▸ **ACTIVITY**:
Write down each entry again, exactly as it reads.

⟨

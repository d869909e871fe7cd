//! Time Offset Threshold Information Element.
//!
//! Per 3GPP TS 29.244 Section 8.2.147, carries a signed 64-bit nanosecond
//! threshold for TSN clock drift reporting.

use crate::error::PfcpError;
use crate::ie::{Ie, IeType};

/// Time Offset Threshold IE.
///
/// Signed 64-bit value in nanoseconds used as a threshold for TSN
/// (Time-Sensitive Networking) time offset reporting per IEEE 802.1AS.
///
/// # 3GPP Reference
/// 3GPP TS 29.244 Section 8.2.147
#[derive(Debug, Clone, Copy, PartialEq, Eq)]
pub struct TimeOffsetThreshold {
    /// Threshold in nanoseconds (signed)
    pub nanoseconds: i64,
}

impl TimeOffsetThreshold {
    pub fn new(nanoseconds: i64) -> Self {
        Self { nanoseconds }
    }

    pub fn marshal(&self) -> [u8; 8] {
        self.nanoseconds.to_be_bytes()
    }

    pub fn unmarshal(data: &[u8]) -> Result<Self, PfcpError> {
        if data.len() < 8 {
            return Err(PfcpError::invalid_length(
                "Time Offset Threshold",
                IeType::TimeOffsetThreshold,
                8,
                data.len(),
            ));
        }
        Ok(Self {
            nanoseconds: i64::from_be_bytes([
                data[0], data[1], data[2], data[3], data[4], data[5], data[6], data[7],
            ]),
        })
    }

    pub fn to_ie(&self) -> Ie {
        Ie::new(IeType::TimeOffsetThreshold, self.marshal().to_vec())
    }
}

⟩

▸ **RESULT BELOW**:
repository d869909e871fe7cd
//! Time Offset Threshold Information Element.
//!
//! Per 3GPP TS 29.244 Section 8.2.147, carries a signed 64-bit nanosecond
//! threshold for TSN clock drift reporting.

use crate::error::PfcpError;
use crate::ie::{Ie, IeType};

/// Time Offset Threshold IE.
///
/// Signed 64-bit value in nanoseconds used as a threshold for TSN
/// (Time-Sensitive Networking) time offset reporting per IEEE 802.1AS.
///
/// # 3GPP Reference
/// 3GPP TS 29.244 Section 8.2.147
#[derive(Debug, Clone, Copy, PartialEq, Eq)]
pub struct TimeOffsetThreshold {
    /// Threshold in nanoseconds (signed)
    pub nanoseconds: i64,
}

impl TimeOffsetThreshold {
    pub fn new(nanoseconds: i64) -> Self {
        Self { nanoseconds }
    }

    pub fn marshal(&self) -> [u8; 8] {
        self.nanoseconds.to_be_bytes()
    }

    pub fn unmarshal(data: &[u8]) -> Result<Self, PfcpError> {
        if data.len() < 8 {
            return Err(PfcpError::invalid_length(
                "Time Offset Threshold",
                IeType::TimeOffsetThreshold,
                8,
                data.len(),
            ));
        }
        Ok(Self {
            nanoseconds: i64::from_be_bytes([
                data[0], data[1], data[2], data[3], data[4], data[5], data[6], data[7],
            ]),
        })
    }

    pub fn to_ie(&self) -> Ie {
        Ie::new(IeType::TimeOffsetThreshold, self.marshal().to_vec())
    }
}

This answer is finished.